Solar power in Texas, along with wind power, has the potential to allow Texas to remain an energy-exporting state over the long term. The western portion of the state especially has abundant open land areas, with some of the greatest solar and wind potential in the United States. Development activities there are also encouraged by relatively simple permitting and significant available transmission capacity.

==Ties==
Interconnections can be tied to each other via high-voltage direct current power transmission lines (DC ties), or with variable-frequency transformers (VFTs), which permit a controlled flow of energy while also functionally isolating the independent AC frequencies of each side. The Texas Interconnection is tied to the Eastern Interconnection with a 220 MW DC tie near Oklaunion, and a 600 MW DC tie near Monticello, and is tied to NERC (North American Electric Reliability Corporation) systems in Mexico with a 300 MW DC tie near McAllen, and a 100 MW VFT tie near Laredo. There is one AC tie switch in Dayton, Texas that has been used only once in its history, after Hurricane Ike.

In October 2009, the Tres Amigas SuperStation was announced to connect the Eastern, Western, and Texas Interconnections via eight 5 GW superconductor links, but the Eastern Interconnection withdrew from the project in 2015, rendering the project moot. Construction was never started.

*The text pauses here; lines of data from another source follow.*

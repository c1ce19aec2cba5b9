//! Encoder subprocess abstraction
//!
//! The supervisor only sees [`EncoderLauncher`] and [`EncoderProcess`]; the
//! ffmpeg implementation spawns through `tokio::process` with `kill_on_drop`
//! so an encoder never outlives its handle.

use async_trait::async_trait;
use std::io;
use std::process::Stdio;
use std::sync::{Arc, Mutex};
use std::time::Duration;
use tokio::io::{AsyncBufReadExt, AsyncWriteExt, BufReader};
use tokio::process::{Child, ChildStdin, Command as TokioCommand};
use tokio::task::JoinHandle;
use tracing::{debug, info, trace, warn};
use uuid::Uuid;

use crate::config::EncoderConfig;
use crate::services::encoder_command::{EncoderCommandBuilder, EncoderInvocation};

/// How an encoder process ended
#[derive(Debug, Clone, PartialEq, Eq)]
pub struct EncoderExit {
    /// Exit code, `None` when terminated by a signal
    pub code: Option<i32>,
    pub success: bool,
    /// Last error-looking line the encoder printed
    pub last_error: Option<String>,
}

impl EncoderExit {
    pub fn describe(&self) -> String {
        match (&self.last_error, self.code) {
            (Some(line), _) => line.clone(),
            (None, Some(code)) => format!("encoder exited with code {code}"),
            (None, None) => "encoder terminated by signal".to_string(),
        }
    }
}

/// A running encoder
#[async_trait]
pub trait EncoderProcess: Send {
    fn pid(&self) -> Option<u32>;

    /// Resolves when the process exits. Must be cancel safe.
    async fn wait(&mut self) -> io::Result<EncoderExit>;

    /// Ask the process to quit, killing it if it is still running after `grace`
    async fn terminate(&mut self, grace: Duration) -> io::Result<()>;
}

/// Spawns encoder processes
#[async_trait]
pub trait EncoderLauncher: Send + Sync {
    async fn launch(
        &self,
        stream_id: Uuid,
        invocation: &EncoderInvocation,
    ) -> io::Result<Box<dyn EncoderProcess>>;
}

/// Launches ffmpeg
#[derive(Debug, Clone)]
pub struct FfmpegLauncher {
    command: String,
    builder: EncoderCommandBuilder,
}

impl FfmpegLauncher {
    pub fn new(config: &EncoderConfig) -> Self {
        Self {
            command: config.command.clone(),
            builder: EncoderCommandBuilder::new(config),
        }
    }
}

#[async_trait]
impl EncoderLauncher for FfmpegLauncher {
    async fn launch(
        &self,
        stream_id: Uuid,
        invocation: &EncoderInvocation,
    ) -> io::Result<Box<dyn EncoderProcess>> {
        let args = self.builder.build_args(invocation);

        let mut cmd = TokioCommand::new(&self.command);
        cmd.args(&args);
        cmd.kill_on_drop(true);
        cmd.stdin(Stdio::piped());
        cmd.stdout(Stdio::null());
        cmd.stderr(Stdio::piped());

        let mut child = cmd.spawn()?;
        let stdin = child.stdin.take();
        let last_error = Arc::new(Mutex::new(None));

        let stderr_task = child.stderr.take().map(|stderr| {
            let last_error = last_error.clone();
            tokio::spawn(async move {
                let mut lines = BufReader::new(stderr).lines();
                while let Ok(Some(line)) = lines.next_line().await {
                    if is_error_line(&line) {
                        warn!("Encoder for stream {}: {}", stream_id, line);
                        if let Ok(mut slot) = last_error.lock() {
                            *slot = Some(line);
                        }
                    } else {
                        trace!("Encoder for stream {}: {}", stream_id, line);
                    }
                }
                debug!("Encoder stderr closed for stream {}", stream_id);
            })
        });

        info!(
            "Started encoder for stream {} with PID {:?}: {} {:?}",
            stream_id,
            child.id(),
            self.command,
            args
        );

        Ok(Box::new(FfmpegProcess {
            stream_id,
            child,
            stdin,
            last_error,
            stderr_task,
        }))
    }
}

fn is_error_line(line: &str) -> bool {
    let lower = line.to_lowercase();
    ["error", "failed", "invalid", "could not", "unable to", "not found"]
        .iter()
        .any(|marker| lower.contains(marker))
}

struct FfmpegProcess {
    stream_id: Uuid,
    child: Child,
    stdin: Option<ChildStdin>,
    last_error: Arc<Mutex<Option<String>>>,
    stderr_task: Option<JoinHandle<()>>,
}

impl FfmpegProcess {
    fn last_error(&self) -> Option<String> {
        self.last_error.lock().ok().and_then(|slot| slot.clone())
    }
}

#[async_trait]
impl EncoderProcess for FfmpegProcess {
    fn pid(&self) -> Option<u32> {
        self.child.id()
    }

    async fn wait(&mut self) -> io::Result<EncoderExit> {
        let status = self.child.wait().await?;

        // Let the reader drain the pipe so the final error line is captured
        if let Some(task) = self.stderr_task.take() {
            let _ = tokio::time::timeout(Duration::from_secs(1), task).await;
        }

        Ok(EncoderExit {
            code: status.code(),
            success: status.success(),
            last_error: self.last_error(),
        })
    }

    async fn terminate(&mut self, grace: Duration) -> io::Result<()> {
        // ffmpeg finishes the output cleanly on "q"
        if let Some(mut stdin) = self.stdin.take() {
            if let Err(e) = stdin.write_all(b"q").await {
                debug!(
                    "Could not send quit to encoder for stream {}: {}",
                    self.stream_id, e
                );
            }
            drop(stdin);
        }

        match tokio::time::timeout(grace, self.child.wait()).await {
            Ok(Ok(status)) => {
                debug!(
                    "Encoder for stream {} exited after quit: {}",
                    self.stream_id, status
                );
                Ok(())
            }
            Ok(Err(e)) => Err(e),
            Err(_) => {
                warn!(
                    "Encoder for stream {} ignored quit for {:?}, killing",
                    self.stream_id, grace
                );
                self.child.kill().await
            }
        }
    }
}
use anyhow::{Context, Result};
use clap::Parser;
use serde::Deserialize;
use std::sync::Arc;
use tokio_util::sync::CancellationToken;
use tracing::{error, info, warn};
use tracing_subscriber::{layer::SubscriberExt, util::SubscriberInitExt};

use stream_scheduler::{
    config::Config,
    models::{ScheduleDefinition, Stream},
    repositories::{
        InMemoryScheduleRepository, InMemoryStreamRepository, ScheduleRepository,
        StreamRepository,
    },
    scheduling::{EngineSettings, RecurringScheduleEngine},
    services::{
        FfmpegLauncher, HttpBroadcastCreator, ProcessSupervisor, SupervisorSettings,
        TerminationSweeper,
    },
    utils::SystemClock,
};

#[derive(Parser)]
#[command(name = "stream-scheduler")]
#[command(version)]
#[command(about = "Runs time-bounded encoder processes and recurring broadcast schedules")]
#[command(long_about = None)]
struct Cli {
    /// Configuration file path
    #[arg(short, long, default_value = "config.toml")]
    config: String,

    /// Log level
    #[arg(short = 'v', long, default_value = "info")]
    log_level: String,

    /// JSON file with streams and schedule definitions to load at startup
    #[arg(short, long, value_name = "FILE")]
    definitions: Option<String>,

    /// IANA timezone for daily/weekly schedules (overrides config file)
    #[arg(short, long, value_name = "TZ")]
    timezone: Option<String>,
}

/// Startup contents of the in-memory repositories
#[derive(Debug, Default, Deserialize)]
struct SeedFile {
    #[serde(default)]
    streams: Vec<Stream>,
    #[serde(default)]
    schedules: Vec<ScheduleDefinition>,
}

#[tokio::main]
async fn main() -> Result<()> {
    let cli = Cli::parse();

    let log_filter = format!("stream_scheduler={}", cli.log_level);
    tracing_subscriber::registry()
        .with(
            tracing_subscriber::EnvFilter::try_from_default_env()
                .unwrap_or_else(|_| log_filter.into()),
        )
        .with(tracing_subscriber::fmt::layer())
        .init();

    info!("Starting stream scheduler v{}", env!("CARGO_PKG_VERSION"));

    let mut config = Config::load_from_file(&cli.config)?;
    info!("Configuration loaded from: {}", cli.config);

    if let Some(timezone) = cli.timezone {
        config.timezone = timezone;
        config.validate()?;
    }
    let timezone = config.timezone()?;
    info!("Schedules evaluated in timezone {}", timezone.name());

    let streams: Arc<dyn StreamRepository> = Arc::new(InMemoryStreamRepository::new());
    let schedules: Arc<dyn ScheduleRepository> = Arc::new(InMemoryScheduleRepository::new());

    if let Some(path) = &cli.definitions {
        seed_repositories(path, &streams, &schedules).await?;
    }

    let clock = SystemClock::shared();
    let launcher = Arc::new(FfmpegLauncher::new(&config.encoder));
    let supervisor = ProcessSupervisor::new(
        streams.clone(),
        launcher,
        clock.clone(),
        SupervisorSettings::from_config(&config),
    );
    info!(
        "Process supervisor initialized (encoder '{}', max {} restarts)",
        config.encoder.command, config.supervisor.max_retries
    );

    let recovery = supervisor.recover_orphans().await?;
    if !recovery.resumed.is_empty() || !recovery.completed.is_empty() {
        info!(
            "Recovered live streams from previous run: {} resumed, {} completed",
            recovery.resumed.len(),
            recovery.completed.len()
        );
    }

    let creator = Arc::new(HttpBroadcastCreator::new(&config.broadcast)?);
    let engine = RecurringScheduleEngine::new(
        schedules,
        streams.clone(),
        creator,
        supervisor.clone(),
        clock.clone(),
        timezone,
        EngineSettings::from_config(&config),
    );
    let sweeper = TerminationSweeper::new(
        streams,
        supervisor.clone(),
        clock,
        &config.termination,
    );

    let cancellation_token = CancellationToken::new();

    let engine_token = cancellation_token.clone();
    let engine_handle = tokio::spawn(async move { engine.run(engine_token).await });

    let sweeper_token = cancellation_token.clone();
    let sweeper_handle = tokio::spawn(async move { sweeper.run(sweeper_token).await });

    info!("All services started successfully");

    tokio::signal::ctrl_c()
        .await
        .context("failed to listen for shutdown signal")?;
    info!("Shutdown signal received");

    cancellation_token.cancel();
    let tasks = [
        ("schedule engine", engine_handle),
        ("termination sweep", sweeper_handle),
    ];
    for (name, handle) in tasks {
        if let Err(e) = handle.await {
            error!("{} task failed: {}", name, e);
        }
    }

    let stopped = supervisor.shutdown().await;
    info!("Stopped {} encoder(s), exiting", stopped);

    Ok(())
}

async fn seed_repositories(
    path: &str,
    streams: &Arc<dyn StreamRepository>,
    schedules: &Arc<dyn ScheduleRepository>,
) -> Result<()> {
    let contents = tokio::fs::read_to_string(path)
        .await
        .with_context(|| format!("failed to read definitions file {path}"))?;
    let seed: SeedFile = serde_json::from_str(&contents)
        .with_context(|| format!("failed to parse definitions file {path}"))?;

    let (stream_count, schedule_count) = (seed.streams.len(), seed.schedules.len());
    for stream in seed.streams {
        let title = stream.title.clone();
        if let Err(e) = streams.save(stream).await {
            warn!("Skipping stream '{}': {}", title, e);
        }
    }
    for definition in seed.schedules {
        let name = definition.name.clone();
        if let Err(e) = schedules.save(definition).await {
            warn!("Skipping schedule definition '{}': {}", name, e);
        }
    }

    info!(
        "Loaded {} stream(s) and {} schedule definition(s) from {}",
        stream_count, schedule_count, path
    );
    Ok(())
}
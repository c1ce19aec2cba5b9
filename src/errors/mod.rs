//! Centralized error handling for the stream scheduler
//!
//! # Error Categories
//!
//! - **Configuration Errors**: unreadable or invalid config files
//! - **Schedule Errors**: definitions rejected at save time, never evaluated
//! - **Broadcast Errors**: classified failures of the broadcast creation API
//! - **Supervisor Errors**: encoder spawn failures and invalid lifecycle requests
//! - **Repository Errors**: persistence collaborator failures

pub mod types;

pub use types::*;

/// Convenience type alias for Results using AppError
pub type AppResult<T> = Result<T, AppError>;

/// Convenience type alias for Repository Results
pub type RepositoryResult<T> = Result<T, RepositoryError>;

/// Convenience type alias for Supervisor Results
pub type SupervisorResult<T> = Result<T, SupervisorError>;

/// Convenience type alias for Broadcast Results
pub type BroadcastResult<T> = Result<T, BroadcastError>;
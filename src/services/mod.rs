//! Stream lifecycle services
//!
//! Leaf first: duration bookkeeping, encoder command and process handling,
//! the supervisor that owns running encoders, the backup termination
//! mechanisms, and the broadcast creation collaborator.

pub mod broadcast_creator;
pub mod duration_tracker;
pub mod encoder_command;
pub mod encoder_process;
pub mod process_supervisor;
pub mod termination;

pub use broadcast_creator::{BroadcastCreator, HttpBroadcastCreator};
pub use duration_tracker::{DurationInfo, DurationTracker};
pub use encoder_command::{EncoderCommandBuilder, EncoderInvocation};
pub use encoder_process::{EncoderExit, EncoderLauncher, EncoderProcess, FfmpegLauncher};
pub use process_supervisor::{
    ActiveStreamInfo, ProcessSupervisor, RecoverySummary, SupervisorSettings,
};
pub use termination::{BackupTimers, TerminationSweeper};
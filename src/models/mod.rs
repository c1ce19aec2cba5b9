//! Domain models for streams, recurring schedule definitions and broadcasts

pub mod broadcast;
pub mod schedule;
pub mod stream;

pub use broadcast::{BroadcastCreated, BroadcastRequest};
pub use schedule::{BroadcastTemplate, ScheduleDefinition, SchedulePattern};
pub use stream::{ScheduleType, StopReason, Stream, StreamStatus};

use chrono::NaiveTime;

use crate::errors::ScheduleConfigError;

/// Longest run a stream or template may ask for (one week)
pub const MAX_DURATION_MINUTES: i64 = 7 * 24 * 60;

/// Durations must be positive and no longer than [`MAX_DURATION_MINUTES`]
pub fn validate_duration(minutes: i64) -> Result<(), ScheduleConfigError> {
    if minutes <= 0 {
        return Err(ScheduleConfigError::NonPositiveDuration(minutes));
    }
    if minutes > MAX_DURATION_MINUTES {
        return Err(ScheduleConfigError::DurationTooLong {
            minutes,
            max: MAX_DURATION_MINUTES,
        });
    }
    Ok(())
}

/// Parse a wall-clock time written as `HH:MM` or `HH:MM:SS`
pub fn parse_time_of_day(value: &str) -> Result<NaiveTime, ScheduleConfigError> {
    let value = value.trim();
    NaiveTime::parse_from_str(value, "%H:%M")
        .or_else(|_| NaiveTime::parse_from_str(value, "%H:%M:%S"))
        .map_err(|_| ScheduleConfigError::InvalidTimeOfDay(value.to_string()))
}

/// Serde for `NaiveTime` as `HH:MM`
pub(crate) mod hhmm {
    use chrono::NaiveTime;
    use serde::{Deserialize, Deserializer, Serializer, de};

    pub fn serialize<S>(time: &NaiveTime, serializer: S) -> Result<S::Ok, S::Error>
    where
        S: Serializer,
    {
        serializer.serialize_str(&time.format("%H:%M").to_string())
    }

    pub fn deserialize<'de, D>(deserializer: D) -> Result<NaiveTime, D::Error>
    where
        D: Deserializer<'de>,
    {
        let raw = String::deserialize(deserializer)?;
        super::parse_time_of_day(&raw).map_err(de::Error::custom)
    }
}

/// Serde for `Option<NaiveTime>` as `HH:MM`
pub(crate) mod option_hhmm {
    use chrono::NaiveTime;
    use serde::{Deserialize, Deserializer, Serializer, de};

    pub fn serialize<S>(time: &Option<NaiveTime>, serializer: S) -> Result<S::Ok, S::Error>
    where
        S: Serializer,
    {
        match time {
            Some(t) => serializer.serialize_some(&t.format("%H:%M").to_string()),
            None => serializer.serialize_none(),
        }
    }

    pub fn deserialize<'de, D>(deserializer: D) -> Result<Option<NaiveTime>, D::Error>
    where
        D: Deserializer<'de>,
    {
        let raw = Option::<String>::deserialize(deserializer)?;
        raw.map(|value| super::parse_time_of_day(&value).map_err(de::Error::custom))
            .transpose()
    }
}

#[cfg(test)]
mod tests {
    use super::*;

    #[test]
    fn test_parse_time_of_day() {
        assert_eq!(
            parse_time_of_day("08:00").unwrap(),
            NaiveTime::from_hms_opt(8, 0, 0).unwrap()
        );
        assert_eq!(
            parse_time_of_day(" 23:59:30 ").unwrap(),
            NaiveTime::from_hms_opt(23, 59, 30).unwrap()
        );
        assert!(matches!(
            parse_time_of_day("25:00"),
            Err(ScheduleConfigError::InvalidTimeOfDay(_))
        ));
    }
}
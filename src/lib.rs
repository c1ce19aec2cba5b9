pub mod config;
pub mod errors;
pub mod models;
pub mod repositories;
pub mod scheduling;
pub mod services;
pub mod utils;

In October 2024, the U.S. Department of Energy announced a contract award of $360 million from the Bipartisan Infrastructure Law to help build Pattern Energy’s Southern Spirit Transmission Project, a proposed 320-mile, 525-kV high voltage direct current line to connect the ERCOT grid with grids in the Southeast. If constructed, the line would provide three gigawatts of bidirectional capacity between Rusk County, Texas, and Choctaw County, Mississippi, and will use voltage source converter technology to enhance grid reliability—helping to mitigate disruptions like the power crisis in the winter of 2021. The project received final approval from the Federal Energy Regulatory Commission in May 2024.

==Outages==
In February 2011, gas shortages and low temperatures led to 30 GW of capacity being unavailable and caused load shedding. There were prior severe cold weather events in 1983, 1989, 2003, 2006, 2008, and 2010.

In February 2021, record low temperatures during the February 13–17, 2021 North American winter storm caused large loss of coal, natural gas, wind, and nuclear power production, and a shortfall of over 10 gigawatts of customer demand, resulting in rolling blackouts across Texas affecting more than 4 million people. Although some wind turbines iced up, wind power produced more overall power than expected for this time of year.

Millions of people were without power and water for numerous days, leading people to resort to boiling snow as their only water source. Officially, the state of Texas blamed the 2021 storm for the death of 151 people, later revised to 246. The true number is believed to be four to five times that number, as many deaths are often attributed to underlying medical conditions instead of being related to loss of power, which could cause the failure of life sustaining at-home medical devices. For comparison, other states hit by the same winter storm, but without the power failure experienced by Texas, did not have an increase in the number of deaths like Texas did, indicating a correlation in the increase in deaths and the loss of power.